Upon retiring from twenty years in law enforcement, I realized I had dealt with more trauma than I ever knew. I spent fifteen years of my career working in the Crime Scene Investigations Unit. CSI was gaining so much popularity from the many television shows involving the solving of crimes; I wanted to be a part of it. But mostly I wanted to be the officer responsible for collecting that crucial piece of evidence that put the suspect behind bars. If I had a nickel for every time someone asked me if my job was like the TV show, I’d be a very rich woman.
I never kept track of the number of different crime scenes I worked, but I’ve done it all. Homicides, suicides, SIDS deaths, vehicle fatalities, drownings, bank robberies, home invasion robberies, personal robberies, burglaries, grand theft auto, animal cruelty, elder abuse, child abuse, domestic violence, shootings, stabbings, arsons, rapes, vandalism, drug houses, prostitution rings, assaults, officer-involved shootings, and officer deaths.
Responding to these types of crime scenes was the daily routine for me. I went home after each twelve-hour shift exhausted; glad to get out of my uniform. I never got enough sleep in those fifteen years. The crime scenes slowly began to haunt me. Sure, there were days without extreme violence, but my shift was always full of negativity. Someone somewhere was always getting hurt or being taken advantage of.
It wasn’t until someone asked me to be a member of my department's PEER Support Team when I realized how much trauma I was truly dealing with. I attended formal training to recognize and understand the effects of stress, learn valuable listening skills, and learn how to refer officers to various forms of assistance if needed. I had a deep desire to help others, but beneath it all, I think I was looking for a way to help myself.
After joining the PEER Support Team, I worked two critical incidents within three months of each other that were extremely difficult for me. The first crime shocked the community and the second shocked our law enforcement family. I started experiencing symptoms of PTSD and eventually concluded that I no longer wanted to work in the CSI unit. I tested and promoted to Sergeant and retired a year and a half later.
This website, along with the Facebook, Twitter, and Instagram pages, were all created to connect women in law enforcement for inspiration and empowerment. I created a private, closed Facebook group to be a safe place to discuss hurts, trials, traumas, and similar stories that we can relate to without judgement.

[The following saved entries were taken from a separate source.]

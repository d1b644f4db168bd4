//! Analytics engine: time ranges, per-day rollups, and the report
//! assemblers for the user dashboard and the admin views.

pub mod admin;
pub mod export;
pub mod range;
pub mod reference;
pub mod report;
pub mod rollup;

pub use admin::{
    build_admin_stats, build_admin_user_detail, build_admin_user_page, AdminStats,
    AdminUserDetail, AdminUserPage, PageParams, DEFAULT_PAGE_LIMIT, MAX_PAGE_LIMIT,
};
pub use export::{export_user_data, Export, ExportFormat};
pub use range::AnalyticsRange;
pub use reference::{NamedCount, PlaceholderReference, ReferenceData, SystemHealth};
pub use report::{build_report, AnalyticsReport};
//! Admin metrics assembler
//!
//! Platform-wide statistics, the paginated user list, and the per-user
//! detail view behind the admin dashboard.

use crate::analytics::range::month_start;
use crate::analytics::reference::{ReferenceData, SystemHealth};
use crate::db::{AdminUserRow, Database, UserAiBreakdown};
use crate::error::{Error, Result};
use crate::types::{AiProvider, SubscriptionTier, User};
use chrono::{DateTime, Duration, Utc};
use serde::Serialize;

/// Monthly price of the premium tier in USD
pub const PREMIUM_MONTHLY_PRICE: f64 = 9.99;
/// Monthly price of the pro tier in USD
pub const PRO_MONTHLY_PRICE: f64 = 19.99;

/// Upper bound on the admin user list page size
pub const MAX_PAGE_LIMIT: i64 = 100;
/// Page size used when the caller does not supply one
pub const DEFAULT_PAGE_LIMIT: i64 = 50;

/// User counts section of the admin stats payload.
#[derive(Debug, Clone, Serialize)]
pub struct UserStats {
    pub total: i64,
    pub active_last_30_days: i64,
    pub new_this_month: i64,
    pub premium: i64,
    pub pro: i64,
}

/// Revenue estimates derived from tier counts.
///
/// A rough approximation from flat tier prices, not a billing ledger;
/// annualized is simply monthly times twelve.
#[derive(Debug, Clone, Serialize)]
pub struct RevenueStats {
    pub monthly: f64,
    pub annualized: f64,
    pub paid_conversion_rate: f64,
}

/// Platform AI usage section of the admin stats payload.
#[derive(Debug, Clone, Serialize)]
pub struct PlatformAiStats {
    pub total_requests: i64,
    pub requests_this_month: i64,
    pub estimated_cost_this_month: f64,
}

/// Complete admin dashboard payload.
#[derive(Debug, Clone, Serialize)]
pub struct AdminStats {
    pub users: UserStats,
    pub revenue: RevenueStats,
    pub ai_usage: PlatformAiStats,
    pub system: SystemHealth,
}

/// Validated pagination parameters for the admin user list.
#[derive(Debug, Clone, Copy, PartialEq, Eq)]
pub struct PageParams {
    pub page: i64,
    pub limit: i64,
}

impl Default for PageParams {
    fn default() -> Self {
        Self {
            page: 1,
            limit: DEFAULT_PAGE_LIMIT,
        }
    }
}

impl PageParams {
    /// Clamp raw query values into the accepted ranges.
    pub fn new(page: i64, limit: i64) -> Self {
        Self {
            page: page.max(1),
            limit: limit.clamp(1, MAX_PAGE_LIMIT),
        }
    }

    pub fn offset(&self) -> i64 {
        (self.page - 1) * self.limit
    }
}

/// One page of the admin user list.
#[derive(Debug, Clone, Serialize)]
pub struct AdminUserPage {
    pub page: i64,
    pub limit: i64,
    pub total: i64,
    pub users: Vec<AdminUserRow>,
}

/// Per-user detail for the admin view.
#[derive(Debug, Clone, Serialize)]
pub struct AdminUserDetail {
    pub id: String,
    pub email: String,
    pub full_name: Option<String>,
    pub subscription_tier: SubscriptionTier,
    pub is_admin: bool,
    pub created_at: DateTime<Utc>,
    pub last_login: Option<DateTime<Utc>>,
    pub total_meals: i64,
    pub saved_recipes: i64,
    pub ai_usage: UserAiBreakdown,
}

/// Assemble platform-wide statistics for the admin dashboard.
pub fn build_admin_stats(
    db: &Database,
    reference: &dyn ReferenceData,
    now: DateTime<Utc>,
) -> Result<AdminStats> {
    let total = db.count_users()?;
    let active = db.count_users_active_since(now - Duration::days(30))?;
    let new_this_month = db.count_users_created_since(month_start(now))?;
    let premium = db.count_users_by_tier(SubscriptionTier::Premium)?;
    let pro = db.count_users_by_tier(SubscriptionTier::Pro)?;

    let monthly = premium as f64 * PREMIUM_MONTHLY_PRICE + pro as f64 * PRO_MONTHLY_PRICE;
    // Denominator clamp keeps an empty platform from dividing by zero
    let paid_conversion_rate = (premium + pro) as f64 / total.max(1) as f64;

    let usage = db.platform_ai_usage(month_start(now))?;
    let estimated_cost_this_month = usage.gemini_this_month as f64
        * AiProvider::Gemini.cost_per_request()
        + usage.openai_this_month as f64 * AiProvider::OpenAi.cost_per_request();

    Ok(AdminStats {
        users: UserStats {
            total,
            active_last_30_days: active,
            new_this_month,
            premium,
            pro,
        },
        revenue: RevenueStats {
            monthly: round2(monthly),
            annualized: round2(monthly * 12.0),
            paid_conversion_rate: round2(paid_conversion_rate),
        },
        ai_usage: PlatformAiStats {
            total_requests: usage.total_requests,
            requests_this_month: usage.requests_this_month,
            estimated_cost_this_month: round2(estimated_cost_this_month),
        },
        system: reference.system_health(),
    })
}

/// Fetch one page of the admin user list, newest accounts first.
pub fn build_admin_user_page(
    db: &Database,
    params: PageParams,
    now: DateTime<Utc>,
) -> Result<AdminUserPage> {
    let total = db.count_users()?;
    let users = db.list_users_with_ai_counts(month_start(now), params.limit, params.offset())?;
    Ok(AdminUserPage {
        page: params.page,
        limit: params.limit,
        total,
        users,
    })
}

/// Assemble the admin detail view for one user.
pub fn build_admin_user_detail(db: &Database, user_id: &str) -> Result<AdminUserDetail> {
    let user: User = db
        .get_user(user_id)?
        .ok_or_else(|| Error::UserNotFound(user_id.to_string()))?;

    let meals = db.meal_totals(&user.id, DateTime::<Utc>::MIN_UTC)?;
    let saved_recipes = db.recipe_favorite_count(&user.id)?;
    let ai_usage = db.user_ai_breakdown(&user.id)?;

    Ok(AdminUserDetail {
        id: user.id,
        email: user.email,
        full_name: user.full_name,
        subscription_tier: user.subscription_tier,
        is_admin: user.is_admin,
        created_at: user.created_at,
        last_login: user.last_login,
        total_meals: meals.meal_count,
        saved_recipes,
        ai_usage,
    })
}

fn round2(value: f64) -> f64 {
    (value * 100.0).round() / 100.0
}
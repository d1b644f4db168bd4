//! HTTP route handlers.

use crate::auth::{AdminUser, CurrentUser};
use crate::error::ApiError;
use crate::state::AppState;
use axum::extract::{Path, Query, State};
use axum::http::header;
use axum::response::{IntoResponse, Response};
use axum::routing::get;
use axum::{Json, Router};
use chrono::Utc;
use platelog_core::analytics::{
    self, AnalyticsRange, ExportFormat, PageParams, DEFAULT_PAGE_LIMIT,
};
use serde::Deserialize;
use serde_json::json;
use tower_http::cors::{Any, CorsLayer};

/// Build the API router.
pub fn create_router(state: AppState) -> Router {
    let cors = CorsLayer::new()
        .allow_origin(Any)
        .allow_methods(Any)
        .allow_headers(Any);

    Router::new()
        .route("/health", get(health_handler))
        .route("/analytics", get(analytics_handler))
        .route("/analytics/export", get(export_handler))
        .route("/admin/stats", get(admin_stats_handler))
        .route("/admin/users", get(admin_users_handler))
        .route("/admin/users/{id}", get(admin_user_detail_handler))
        .layer(cors)
        .with_state(state)
}

async fn health_handler(State(state): State<AppState>) -> Json<serde_json::Value> {
    let health = state.reference.system_health();
    Json(json!({
        "status": health.status,
        "database": health.database,
        "ai_service": health.ai_service,
    }))
}

#[derive(Debug, Deserialize)]
struct AnalyticsParams {
    range: Option<String>,
}

async fn analytics_handler(
    State(state): State<AppState>,
    CurrentUser(user): CurrentUser,
    Query(params): Query<AnalyticsParams>,
) -> Result<Json<analytics::AnalyticsReport>, ApiError> {
    let range = match params.range.as_deref() {
        Some(raw) => raw.parse::<AnalyticsRange>().map_err(ApiError::from)?,
        None => AnalyticsRange::default(),
    };

    tracing::debug!(user_id = %user.id, range = %range, "building analytics report");
    let report = analytics::build_report(
        &state.db,
        state.reference.as_ref(),
        &user,
        range,
        Utc::now(),
    )?;
    Ok(Json(report))
}

#[derive(Debug, Deserialize)]
struct ExportParams {
    format: Option<String>,
}

async fn export_handler(
    State(state): State<AppState>,
    CurrentUser(user): CurrentUser,
    Query(params): Query<ExportParams>,
) -> Result<Response, ApiError> {
    let format = match params.format.as_deref() {
        Some(raw) => raw.parse::<ExportFormat>().map_err(ApiError::from)?,
        None => ExportFormat::default(),
    };

    let export = analytics::export_user_data(&state.db, &user, format, Utc::now())?;
    let headers = [
        (header::CONTENT_TYPE, export.format.content_type().to_string()),
        (
            header::CONTENT_DISPOSITION,
            format!("attachment; filename=\"{}\"", export.filename),
        ),
    ];
    Ok((headers, export.body).into_response())
}

async fn admin_stats_handler(
    State(state): State<AppState>,
    AdminUser(_admin): AdminUser,
) -> Result<Json<analytics::AdminStats>, ApiError> {
    let stats = analytics::build_admin_stats(&state.db, state.reference.as_ref(), Utc::now())?;
    Ok(Json(stats))
}

#[derive(Debug, Deserialize)]
struct UserListParams {
    page: Option<i64>,
    limit: Option<i64>,
}

async fn admin_users_handler(
    State(state): State<AppState>,
    AdminUser(_admin): AdminUser,
    Query(params): Query<UserListParams>,
) -> Result<Json<analytics::AdminUserPage>, ApiError> {
    let page = PageParams::new(
        params.page.unwrap_or(1),
        params.limit.unwrap_or(DEFAULT_PAGE_LIMIT),
    );
    let result = analytics::build_admin_user_page(&state.db, page, Utc::now())?;
    Ok(Json(result))
}

async fn admin_user_detail_handler(
    State(state): State<AppState>,
    AdminUser(_admin): AdminUser,
    Path(id): Path<String>,
) -> Result<Json<analytics::AdminUserDetail>, ApiError> {
    let detail = analytics::build_admin_user_detail(&state.db, &id)?;
    Ok(Json(detail))
}
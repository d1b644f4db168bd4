//! Shared application state for the HTTP layer.

use platelog_core::analytics::ReferenceData;
use platelog_core::Database;
use std::sync::Arc;

/// State handed to every handler: the database plus the reference
/// provider backing the not-yet-stored report sections.
#[derive(Clone)]
pub struct AppState {
    pub db: Arc<Database>,
    pub reference: Arc<dyn ReferenceData>,
}

impl AppState {
    pub fn new(db: Database, reference: impl ReferenceData + 'static) -> Self {
        Self {
            db: Arc::new(db),
            reference: Arc::new(reference),
        }
    }
}
//! # platelog-core
//!
//! Core library for platelog - a nutrition tracking analytics backend.
//!
//! This library provides:
//! - Domain types for users, meals, AI requests, and recipe favorites
//! - Database storage layer with SQLite
//! - Analytics assemblers for the user dashboard and admin views
//! - Configuration management
//! - Logging infrastructure
//!
//! ## Architecture
//!
//! Reads flow through three layers:
//! - **Storage:** Normalized SQLite tables behind the repository
//! - **Aggregates:** Grouped queries producing scalar totals and per-day sums
//! - **Assemblers:** Report builders that fold aggregates into payloads
//!
//! ## Example
//!
//! ```rust,no_run
//! use platelog_core::{Config, Database};
//!
//! // Load configuration
//! let config = Config::load().expect("failed to load config");
//!
//! // Open database
//! let db = Database::open(&Config::database_path()).expect("failed to open database");
//! db.migrate().expect("failed to run migrations");
//! ```

// Re-export commonly used items at the crate root
pub use analytics::{AnalyticsRange, ReferenceData};
pub use config::Config;
pub use db::Database;
pub use error::{Error, Result};
pub use types::*;

// Public modules
pub mod analytics;
pub mod config;
pub mod db;
pub mod error;
pub mod logging;
pub mod types;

Being in law enforcement is a calling. It's hard work that affects us physically and emotionally. Connection and self-care are very important. The Thin Blue Line 4 Women is here to support you in any way we can!
Tamara - Retired Sergeant
The Thin Blue Line represents the men and women of law enforcement that stand between good and evil, order, and chaos. The black stripes above the blue line represent the public and the bottom black stripes represent the criminal.